┌──

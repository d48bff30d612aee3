//! Shader metaprogramming, compilation with error recovery, and execution
//! against a [`TextureMatrix`]. Targets WGSL/wgpu rather than GLSL/GL: one
//! assembled WGSL module carries both `vs_main` and `fs_main`.

use crate::core::Core;
use crate::error::EngineError;
use crate::module::{Module, ModuleUuid, PipelineContribution};
use crate::texture::{Sizing, TextureMatrix, TextureMatrixDesc};
use crate::variable::{ShaderVariable, VarType, VariablePipeline};
use anyhow::{Context, Result};
use std::path::PathBuf;

/// The built-in traverse (vertex→fragment) variables, always present
/// regardless of user declarations.
const TRAVERSE_FIELDS: &[(&str, VarType)] = &[
    ("fragCoord", VarType::Vec2),
    ("stxy", VarType::Vec2),
    ("glxy", VarType::Vec2),
    ("stuv", VarType::Vec2),
    ("astuv", VarType::Vec2),
    ("gluv", VarType::Vec2),
    ("agluv", VarType::Vec2),
];

/// The fixed two-triangle-strip geometry covering `[-1, 1]^2`: `(position,
/// uv)` pairs, the default vertex buffer layout every shader gets.
pub const DEFAULT_QUAD: [[f32; 4]; 4] = [
    [-1.0, -1.0, 0.0, 1.0],
    [1.0, -1.0, 1.0, 1.0],
    [-1.0, 1.0, 0.0, 0.0],
    [1.0, 1.0, 1.0, 0.0],
];

/// Math helpers and UV-convention glue spliced into every assembled
/// shader, ahead of module `defines()`/`includes()` and the user body.
const PREAMBLE: &str = r#"
fn lf_rot2(a: f32) -> mat2x2<f32> {
    let s = sin(a);
    let c = cos(a);
    return mat2x2<f32>(c, -s, s, c);
}

fn lf_hash21(p: vec2<f32>) -> f32 {
    var p3 = fract(vec3<f32>(p.x, p.y, p.x) * 0.1031);
    p3 += dot(p3, p3.yzx + 33.33);
    return fract((p3.x + p3.y) * p3.z);
}

fn lf_aspect(resolution: vec2<f32>) -> f32 {
    return resolution.x / max(resolution.y, 1.0);
}
"#;

#[derive(Debug, Clone, Copy, PartialEq, Eq)]
pub enum ShaderKind {
    /// A user-facing shader owning its own [`TextureMatrix`].
    User,
    /// The built-in downsample shader: samples the scene's `shader`
    /// texture and writes directly to the window framebuffer.
    Final,
}

/// Where the user's fragment source comes from. A `Path` is registered
/// with the hot-reload watcher.
#[derive(Debug, Clone)]
pub enum ShaderSource {
    Inline(String),
    Path(PathBuf),
}

impl ShaderSource {
    pub fn load(&self) -> Result<String> {
        match self {
            ShaderSource::Inline(s) => Ok(s.clone()),
            ShaderSource::Path(p) => {
                std::fs::read_to_string(p).with_context(|| format!("reading shader source {p:?}"))
            }
        }
    }

    pub fn path(&self) -> Option<&PathBuf> {
        match self {
            ShaderSource::Path(p) => Some(p),
            ShaderSource::Inline(_) => None,
        }
    }
}

/// Resolves `#include "..."` directives against a configured search path.
/// Missing includes fail the compile (and are reported by the usual
/// diagnostic path); a watch path that can't be registered is swallowed
/// rather than treated as fatal.
pub struct IncludeResolver {
    pub search_paths: Vec<PathBuf>,
}

impl IncludeResolver {
    pub fn new(search_paths: Vec<PathBuf>) -> Self {
        Self { search_paths }
    }

    pub fn resolve(&self, name: &str) -> Result<(PathBuf, String)> {
        for base in &self.search_paths {
            let candidate = base.join(name);
            if candidate.exists() {
                let text = std::fs::read_to_string(&candidate)
                    .with_context(|| format!("reading include {candidate:?}"))?;
                return Ok((candidate, text));
            }
        }
        anyhow::bail!("include {name:?} not found in configured search paths")
    }

    /// Replaces every `#include "name"` line with the resolved file's
    /// contents, returning the substituted source and the set of paths
    /// that should additionally be watched for hot reload.
    pub fn substitute(&self, source: &str) -> Result<(String, Vec<PathBuf>)> {
        let mut out = String::with_capacity(source.len());
        let mut watched = Vec::new();
        for line in source.lines() {
            let trimmed = line.trim_start();
            if let Some(rest) = trimmed.strip_prefix("#include") {
                let name = rest.trim().trim_matches('"');
                let (path, text) = self.resolve(name)?;
                out.push_str(&text);
                out.push('\n');
                watched.push(path);
            } else {
                out.push_str(line);
                out.push('\n');
            }
        }
        Ok((out, watched))
    }
}

/// Metaprogrammed GLSL→WGSL assembly: concatenates the uniform struct, the
/// traverse (varying) struct, the preamble, every module's `defines()`/
/// `includes()`, and the user body, in that fixed order.
pub struct ShaderAssembler;
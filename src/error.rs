//! Error kinds a caller may want to distinguish, composed under `anyhow`
//! everywhere else.

use std::fmt;

#[derive(Debug)]
pub enum EngineError {
    /// A shader failed to compile after the bundled fallback also failed.
    ShaderCompile { uuid: u64, log: String },
    /// A requested texture exceeds the device's maximum 2D dimension.
    TextureOversize { width: u32, height: u32, max: u32 },
    /// The export encoder pipeline died mid-export.
    EncoderDied { tail: String },
    /// A module was constructed without a valid scene reference.
    ModuleMisconfigured { what: String },
}

impl fmt::Display for EngineError {
    fn fmt(&self, f: &mut fmt::Formatter<'_>) -> fmt::Result {
        match self {
            EngineError::ShaderCompile { uuid, log } => {
                write!(f, "shader {uuid} failed to compile (fallback also failed):\n{log}")
            }
            EngineError::TextureOversize { width, height, max } => {
                write!(f, "texture {width}x{height} exceeds max_texture_dimension_2d ({max})")
            }
            EngineError::EncoderDied { tail } => {
                write!(f, "export encoder exited unexpectedly:\n{tail}")
            }
            EngineError::ModuleMisconfigured { what } => {
                write!(f, "module misconfigured: {what}")
            }
        }
    }
}

impl std::error::Error for EngineError {}

#[cfg(test)]
mod tests {
    use super::*;

    #[test]
    fn display_includes_context() {
        let e = EngineError::TextureOversize { width: 99999, height: 8, max: 16384 };
        assert!(e.to_string().contains("99999"));
    }
}
//! Temporal feedback / motion blur: `temporal=4`, `layers=2`, the fragment
//! shader averages the previous frame (`N1`) against the current layer,
//! matching the feedback-motion-blur acceptance scenario.

use lumenforge::core::Core;
use lumenforge::scene::{Scene, SceneConfig};
use lumenforge::shader::ShaderSource;
use lumenforge::texture::{Sizing, TextureMatrixDesc};

fn main() -> anyhow::Result<()> {
    lumenforge::init_logging();

    pollster::block_on(async {
        let core = Core::new_headless(320, 240).await?;
        let config = SceneConfig { width: 320, height: 240, fps: 60.0, headless: true, ..Default::default() };

        let fragment = ShaderSource::Inline(
            "let history = iChannel_Texture(1, 0, astuv);\n\
             let current = iChannel_Texture(0, 1, astuv);\n\
             fragColor = mix(history, current, 0.25);"
                .into(),
        );
        let mut scene = Scene::new(core, config, fragment)?;

        let desc = TextureMatrixDesc {
            name: "iChannel".into(),
            temporal: 4,
            layers: 2,
            sizing: Sizing::Track { factor: 1.0 },
            ..Default::default()
        };
        scene.shader.matrix = Some(lumenforge::TextureMatrix::new(&scene.core.device, desc, 320, 240)?);

        scene.initialize()?;

        let dt = 1.0 / 60.0;
        for frame in 0..4 {
            scene.tick(dt)?;
            println!("frame {frame} rendered");
        }
        anyhow::Ok(())
    })
}
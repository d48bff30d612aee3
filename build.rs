// Purpose: This build script configures the build environment for GStreamer integration.
//
// What this does:
// - Sets up necessary paths, environment variables and linker flags for GStreamer
// - Handles macOS, Windows, and Linux configurations
//
// Customization for different environments:
// - macOS: If your GStreamer framework is installed in a non-standard location,
//   update the paths in the macOS section
// - Windows: You'll need to add a Windows-specific section similar to the macOS one,
//   typically pointing to your GStreamer installation directory (e.g.,
//   C:\gstreamer\1.0\msvc_x86_64\lib for MSVC builds)
// - Linux: For standard installations, pkg-config should find GStreamer without
//   any special configuration. For custom installations, add a Linux section
//   that sets PKG_CONFIG_PATH to your GStreamer lib/pkgconfig directory.
//
// For more information on build scripts, see:
// https://doc.rust-lang.org/cargo/reference/build-scripts.html
//
// Note that, installation of Gstreamer is not a hard task (please open issue if you have a trouble), I hope these explanations are not making you feel like it is a hard task. In
// windows for instance, just download the installer and click next, next, next, finish. That's all, it should automatically set the environment variables for you.
// And you will able to use Gstreamer in this project. Bellow is my own configuration for Gstreamer in my mac machine which I used via PKG_CONFIG_PATH.
// You can also use the same configuration in your mac machine. And I strongly recommend you to install it with PKG_CONFIG_PATH.
// Please see how I build the project in github actions, you can use it as a reference:
// github.com/altunenes/cuneus/blob/main/.github/workflows/release.yaml
use std::env;
use std::path::PathBuf;

fn main() {
    let target = env::var("CARGO_CFG_TARGET_OS").unwrap_or_default();

    match target.as_str() {
        "macos" => {
            let gst_base = "/Library/Frameworks/GStreamer.framework/Versions/Current";
            let lib = format!("{}/lib", gst_base);
            let pkgconfig = format!("{}/lib/pkgconfig", gst_base);

            env::set_var("PKG_CONFIG_PATH", &pkgconfig);
            env::set_var("GST_PLUGIN_PATH", &lib);
            env::set_var("DYLD_FALLBACK_LIBRARY_PATH", &lib);
            println!("cargo:rustc-link-search=framework=/Library/Frameworks");
            println!("cargo:rustc-link-arg=-Wl,-rpath,{}", lib);
        }
        "windows" => {
            // Try GSTREAMER_1_0_ROOT_MSVC_X86_64 first
            let gst_dir = env::var("GSTREAMER_1_0_ROOT_MSVC_X86_64")
                .or_else(|_| env::var("GSTREAMER_1_0_ROOT_X86_64"))
                .map(PathBuf::from)
                .unwrap_or_else(|_| PathBuf::from("C:\\gstreamer\\1.0\\msvc_x86_64"));

            let lib_dir = gst_dir.join("lib");
            let pkgconfig_dir = lib_dir.join("pkgconfig");

            if lib_dir.exists() {
                env::set_var("PKG_CONFIG_PATH", &pkgconfig_dir);
                println!("cargo:rustc-link-search=native={}", lib_dir.display());
            } else {
                println!(
                    "cargo:warning=GStreamer not found at {}. \
                     Install GStreamer or set GSTREAMER_1_0_ROOT_MSVC_X86_64.",
                    gst_dir.display()
                );
            }
        }
        "linux" => {
            // pkg-config for Linux without
            if env::var("PKG_CONFIG_PATH").is_err() {
                let common = [
                    "/usr/lib/x86_64-linux-gnu/pkgconfig",
                    "/usr/lib64/pkgconfig",
                    "/usr/local/lib/pkgconfig",
                ];
                for p in &common {
                    let path = PathBuf::from(p);
                    if path.exists() {
                        env::set_var("PKG_CONFIG_PATH", p);
                        break;
                    }
                }
            }
        }
        _ => {}
    }
}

└──

_Task brief_
Reproduce the listing above exactly, but only from its first line through the line holding "use crate::error::EngineError;"; both of those lines are included.

_Solved exercise_
repository d48bff30d612aee3
//! Shader metaprogramming, compilation with error recovery, and execution
//! against a [`TextureMatrix`]. Targets WGSL/wgpu rather than GLSL/GL: one
//! assembled WGSL module carries both `vs_main` and `fs_main`.

use crate::core::Core;
use crate::error::EngineError;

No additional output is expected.